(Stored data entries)
---
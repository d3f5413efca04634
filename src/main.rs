use std::path::{Path, PathBuf};
use std::time::Duration;

use clap::Parser;
use tracing::{info, warn};

use cerberus::aggregate::{aggregate, load_verdicts};
use cerberus::cli::{Cli, Command};
use cerberus::config::{Config, Tier, UniformSelector};
use cerberus::error::{Error, Result};
use cerberus::github::{FilePrState, GithubPrState, PrState};
use cerberus::matrix::expand;
use cerberus::parser::parse_descriptor;
use cerberus::prompts::PromptEngine;
use cerberus::render::render_verdict_comment;
use cerberus::runner::{PrMeta, RetryPolicy, ReviewRequest, run_review};
use cerberus::triage::{TriageInput, TriageMode, TriageTrigger, decide};
use cerberus::verdict::{Finding, ReviewerVerdict, Severity, Stats, VerdictKind};

fn init_logging() {
    tracing_subscriber::fmt()
        .with_target(false)
        .with_timer(tracing_subscriber::fmt::time::SystemTime)
        .with_writer(std::io::stderr)
        .init();
}

#[tokio::main]
async fn main() {
    let cli = Cli::parse();
    init_logging();

    match run(cli).await {
        Ok(code) => std::process::exit(code),
        Err(e) => {
            eprintln!("error: {e}");
            std::process::exit(2);
        }
    }
}

fn parse_tier(tier: Option<&str>) -> Result<Option<Tier>> {
    match tier {
        None => Ok(None),
        Some(s) => Tier::parse(s)
            .map(Some)
            .ok_or_else(|| Error::ConfigValidation(format!("unknown tier: {s}"))),
    }
}

fn load_pr_state(comments: Option<&Path>, pr: Option<u64>) -> Result<Box<dyn PrState>> {
    match (comments, pr) {
        (Some(path), _) => Ok(Box::new(FilePrState::load(path)?)),
        (None, Some(n)) => Ok(Box::new(GithubPrState::new(n))),
        (None, None) => Err(Error::ConfigValidation(
            "either --comments or --pr is required".to_string(),
        )),
    }
}

async fn run(cli: Cli) -> Result<i32> {
    let config = Config::load(Path::new(&cli.config))?;

    match cli.command {
        Command::Matrix { wave, tier } => {
            let tier = parse_tier(tier.as_deref())?;
            let tasks = expand(&config, wave.as_deref(), tier)?;
            println!("{}", serde_json::to_string_pretty(&tasks).expect("tasks serialize"));
            Ok(0)
        }

        Command::Review {
            perspective,
            diff,
            out,
            wave,
            tier,
            model,
            timeout,
            workspace,
            prompts_dir,
            pr_title,
            pr_author,
            pr_body_file,
            base_branch,
            head_branch,
        } => {
            let profile = config.get_reviewer(&perspective)?.clone();
            let tier = parse_tier(tier.as_deref())?;
            let primary = config.resolve_model(
                &profile,
                tier,
                wave.as_deref(),
                model.as_deref(),
                &UniformSelector,
            )?;
            let models = config.model_chain(&primary);
            info!(perspective, primary = %primary, "reviewer starting");

            let pr_body = match pr_body_file {
                Some(path) => std::fs::read_to_string(&path)?,
                None => String::new(),
            };

            let request = ReviewRequest {
                codename: profile.codename.clone(),
                perspective: profile.perspective.clone(),
                description: profile.description.clone(),
                diff_path: diff,
                models,
                pr: PrMeta {
                    title: pr_title,
                    author: pr_author,
                    body: pr_body,
                    base_branch,
                    head_branch,
                },
                cli: config.runner.cli.clone(),
                api_key_env: config.runner.api_key_env.clone(),
                timeout_total: Duration::from_secs(
                    timeout.unwrap_or(config.runner.timeout_seconds),
                ),
                workspace: workspace.clone(),
                out_dir: out.clone(),
                staging: staging_pairs(&config, &workspace, &profile.perspective),
                retry: RetryPolicy::default(),
            };

            let engine = PromptEngine::new(prompts_dir);
            let verdict = match run_review(&request, &engine).await {
                Ok(descriptor) => parse_descriptor(&descriptor),
                Err(e) => {
                    warn!("reviewer run failed outside the CLI contract: {e}");
                    environment_failure_verdict(&profile.codename, &profile.perspective, &e)
                }
            };

            std::fs::create_dir_all(&out)?;
            let verdict_path = out.join(format!("{perspective}.verdict.json"));
            std::fs::write(
                &verdict_path,
                serde_json::to_string_pretty(&verdict).expect("verdict serializes"),
            )?;
            info!(path = %verdict_path.display(), verdict = %verdict.verdict, "verdict written");
            Ok(0)
        }

        Command::Aggregate {
            artifacts,
            comments,
            pr,
            wave,
            tier,
            out,
            post,
            fail_on_verdict,
            fail_on_skip,
        } => {
            let tier = parse_tier(tier.as_deref())?;
            let expected: Vec<(String, String)> = expand(&config, wave.as_deref(), tier)?
                .into_iter()
                .map(|t| (t.codename, t.perspective))
                .collect();
            let verdicts = load_verdicts(&artifacts, &expected);
            let state = load_pr_state(comments.as_deref(), pr)?;
            let cv = aggregate(&config, verdicts, state.as_ref(), wave.as_deref())?;

            let json = serde_json::to_string_pretty(&cv).expect("verdict serializes");
            match &out {
                Some(path) => {
                    if let Some(parent) = path.parent() {
                        std::fs::create_dir_all(parent)?;
                    }
                    std::fs::write(path, &json)?;
                    let comment_path = path.with_extension("md");
                    std::fs::write(&comment_path, render_verdict_comment(&cv))?;
                }
                None => println!("{json}"),
            }

            if post {
                state.upsert_comment(
                    cerberus::render::VERDICT_MARKER,
                    &render_verdict_comment(&cv),
                )?;
            }

            let code = match cv.verdict {
                VerdictKind::Fail if fail_on_verdict => 1,
                VerdictKind::Skip if fail_on_skip => 1,
                _ => 0,
            };
            Ok(code)
        }

        Command::Triage {
            trigger,
            head,
            head_message,
            comments,
            pr,
            mode,
            fork,
            not_git,
        } => {
            let trigger = TriageTrigger::parse(&trigger)
                .ok_or_else(|| Error::ConfigValidation(format!("unknown trigger: {trigger}")))?;
            let mode = TriageMode::parse(&mode)
                .ok_or_else(|| Error::ConfigValidation(format!("unknown mode: {mode}")))?;
            let state = load_pr_state(comments.as_deref(), pr)?;
            let pr_comments = state.comments()?;

            let kill_switch = !config.triage.enabled
                || std::env::var("CERBERUS_TRIAGE_DISABLED").is_ok_and(|v| !v.is_empty());

            let record = decide(&TriageInput {
                trigger,
                head_sha: &head,
                head_commit_message: &head_message,
                comments: &pr_comments,
                kill_switch,
                is_fork: fork,
                is_git_checkout: !not_git,
                requested_mode: mode,
                bot_login: &config.overrides.trusted_bot_login,
                max_attempts: config.triage.max_attempts,
                stale_hours: config.triage.stale_hours,
                now: chrono::Utc::now(),
            });
            println!("{}", serde_json::to_string_pretty(&record).expect("record serializes"));
            Ok(0)
        }
    }
}

/// Files to stage into the consumer checkout before invoking the CLI:
/// the per-perspective agent definition and the project config, when the
/// trusted copies exist.
fn staging_pairs(
    config: &Config,
    workspace: &Path,
    perspective: &str,
) -> Vec<(PathBuf, PathBuf)> {
    let trusted = PathBuf::from(&config.runner.agents_dir);
    let mut pairs = Vec::new();
    let agent = trusted.join(format!("{perspective}.md"));
    if agent.is_file() {
        pairs.push((
            agent,
            workspace.join(".agentctl").join("agents").join(format!("{perspective}.md")),
        ));
    }
    let project = trusted.join("config.toml");
    if project.is_file() {
        pairs.push((project, workspace.join(".agentctl").join("config.toml")));
    }
    pairs
}

/// A run that failed outside the reviewer CLI contract (unspawnable binary,
/// unwritable artifact dir) still must not break the matrix job.
fn environment_failure_verdict(codename: &str, perspective: &str, err: &Error) -> ReviewerVerdict {
    ReviewerVerdict {
        reviewer: codename.to_string(),
        perspective: perspective.to_string(),
        verdict: VerdictKind::Skip,
        confidence: 0.0,
        summary: "api_error: API_ERROR".to_string(),
        findings: vec![Finding::synthetic(
            Severity::Info,
            "api_error",
            "API_ERROR",
            &format!("reviewer environment failure: {err}"),
        )],
        stats: Stats::default(),
        runtime_seconds: 0.0,
        model_used: String::new(),
        primary_model: String::new(),
        fallback_used: false,
        raw_review: None,
    }
}
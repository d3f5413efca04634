use std::path::Path;

use serde::{Deserialize, Serialize};
use tracing::{info, warn};

use crate::config::Config;
use crate::error::{Error, Result};
use crate::github::PrState;
use crate::overrides::{OverrideOutcome, evaluate_overrides, parse_overrides};
use crate::verdict::{Finding, ReviewerVerdict, Severity, Stats, VerdictKind};

/// One reviewer's verdict as the aggregator sees it: annotated with its
/// profile's `critical` flag and whether an override downgraded it.
#[derive(Debug, Clone, PartialEq, Serialize, Deserialize)]
pub struct ReviewerOutcome {
    #[serde(flatten)]
    pub verdict: ReviewerVerdict,
    pub critical: bool,
    pub overridden: bool,
}

#[derive(Debug, Clone, PartialEq, Serialize, Deserialize)]
pub struct WaveMeta {
    pub wave: String,
    #[serde(default, skip_serializing_if = "Option::is_none")]
    pub next_wave: Option<String>,
    pub next_wave_allowed: bool,
    pub gate_severity: Severity,
}

/// The final, per-run artifact: one verdict for the whole PR.
#[derive(Debug, Clone, PartialEq, Serialize, Deserialize)]
pub struct CerberusVerdict {
    pub verdict: VerdictKind,
    pub reviewers: Vec<ReviewerOutcome>,
    pub overrides: OverrideOutcome,
    #[serde(default, skip_serializing_if = "Option::is_none")]
    pub wave: Option<WaveMeta>,
    pub head_sha: String,
}

/// The cerberus-level decision rule.
///
/// A single non-critical FAIL is advisory; two independent FAILs are
/// cross-perspective agreement; a critical reviewer's FAIL is authoritative.
pub fn decide(outcomes: &[ReviewerOutcome]) -> VerdictKind {
    let n = outcomes
        .iter()
        .filter(|o| o.verdict.verdict != VerdictKind::Skip)
        .count();
    if n == 0 {
        return VerdictKind::Skip;
    }

    let blocking_fails: Vec<&ReviewerOutcome> = outcomes
        .iter()
        .filter(|o| o.verdict.verdict == VerdictKind::Fail && !o.overridden)
        .collect();
    let critical_fail = blocking_fails.iter().any(|o| o.critical);
    let f = blocking_fails.len();
    let w = outcomes
        .iter()
        .filter(|o| o.verdict.verdict == VerdictKind::Warn)
        .count();

    if critical_fail {
        VerdictKind::Fail
    } else if f >= 2 {
        VerdictKind::Fail
    } else if f == 1 || w >= 1 {
        VerdictKind::Warn
    } else {
        VerdictKind::Pass
    }
}

/// Wave-gating predicate: the next wave runs only when no finding in the
/// current wave's verdicts reaches `gate`. Advancing is the workflow's job.
pub fn next_wave_allowed(verdicts: &[ReviewerVerdict], gate: Severity) -> bool {
    !verdicts
        .iter()
        .flat_map(|v| v.findings.iter())
        .any(|f| f.severity >= gate)
}

/// Synthesized verdict for a reviewer whose artifact never materialized.
pub fn missing_artifact_verdict(codename: &str, perspective: &str) -> ReviewerVerdict {
    ReviewerVerdict {
        reviewer: codename.to_string(),
        perspective: perspective.to_string(),
        verdict: VerdictKind::Skip,
        confidence: 0.0,
        summary: "api_error: ARTIFACT_MISSING".to_string(),
        findings: vec![Finding::synthetic(
            Severity::Info,
            "api_error",
            "ARTIFACT_MISSING",
            "no verdict artifact was uploaded for this reviewer",
        )],
        stats: Stats::default(),
        runtime_seconds: 0.0,
        model_used: String::new(),
        primary_model: String::new(),
        fallback_used: false,
        raw_review: None,
    }
}

/// Load per-reviewer verdict artifacts for the expected roster, counting
/// absent or unreadable ones as SKIP.
pub fn load_verdicts(
    artifacts_dir: &Path,
    expected: &[(String, String)],
) -> Vec<ReviewerVerdict> {
    expected
        .iter()
        .map(|(codename, perspective)| {
            let path = artifacts_dir.join(format!("{perspective}.verdict.json"));
            match std::fs::read_to_string(&path) {
                Err(_) => {
                    warn!(perspective, "verdict artifact missing, counting as SKIP");
                    missing_artifact_verdict(codename, perspective)
                }
                Ok(content) => match serde_json::from_str::<ReviewerVerdict>(&content) {
                    Ok(v) => v,
                    Err(e) => {
                        warn!(perspective, "verdict artifact unreadable ({e}), counting as SKIP");
                        missing_artifact_verdict(codename, perspective)
                    }
                },
            }
        })
        .collect()
}

/// Combine reviewer verdicts, PR overrides, and wave policy into the final
/// CerberusVerdict. Reviewer order in the output is deterministic by
/// codename.
pub fn aggregate(
    config: &Config,
    mut verdicts: Vec<ReviewerVerdict>,
    state: &dyn PrState,
    wave: Option<&str>,
) -> Result<CerberusVerdict> {
    verdicts.sort_by(|a, b| a.reviewer.cmp(&b.reviewer));

    let head_sha = state.head_sha()?;
    let failed: Vec<String> = verdicts
        .iter()
        .filter(|v| v.verdict == VerdictKind::Fail)
        .map(|v| v.reviewer.clone())
        .collect();

    let comments = state.comments()?;
    let candidates = parse_overrides(
        &comments,
        &config.overrides.command,
        &config.overrides.legacy_command,
    );
    let overrides = evaluate_overrides(&candidates, config, state, &failed)?;

    let outcomes: Vec<ReviewerOutcome> = verdicts
        .into_iter()
        .map(|v| {
            let critical = config
                .get_reviewer_by_codename(&v.reviewer)
                .map(|p| p.critical)
                .unwrap_or(false);
            let overridden =
                v.verdict == VerdictKind::Fail && overrides.is_overridden(&v.reviewer);
            ReviewerOutcome {
                verdict: v,
                critical,
                overridden,
            }
        })
        .collect();

    let verdict = decide(&outcomes);

    let wave_meta = match (wave, &config.waves) {
        (Some(name), Some(waves)) => {
            let wave_verdicts: Vec<ReviewerVerdict> =
                outcomes.iter().map(|o| o.verdict.clone()).collect();
            let allowed = next_wave_allowed(&wave_verdicts, waves.gate_severity);
            Some(WaveMeta {
                wave: name.to_string(),
                next_wave: waves.next_after(name).map(str::to_string),
                next_wave_allowed: allowed,
                gate_severity: waves.gate_severity,
            })
        }
        (Some(name), None) => {
            return Err(Error::Aggregate(format!(
                "wave {name} given but config defines no waves"
            )));
        }
        _ => None,
    };

    info!(%verdict, overrides = overrides.applied.len(), "cerberus verdict decided");
    Ok(CerberusVerdict {
        verdict,
        reviewers: outcomes,
        overrides,
        wave: wave_meta,
        head_sha,
    })
}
---
Task objective: Within the data above, pick out all lines holding the word "expand".

Response to this exercise:
use cerberus::matrix::expand;
            let tasks = expand(&config, wave.as_deref(), tier)?;
            let expected: Vec<(String, String)> = expand(&config, wave.as_deref(), tier)?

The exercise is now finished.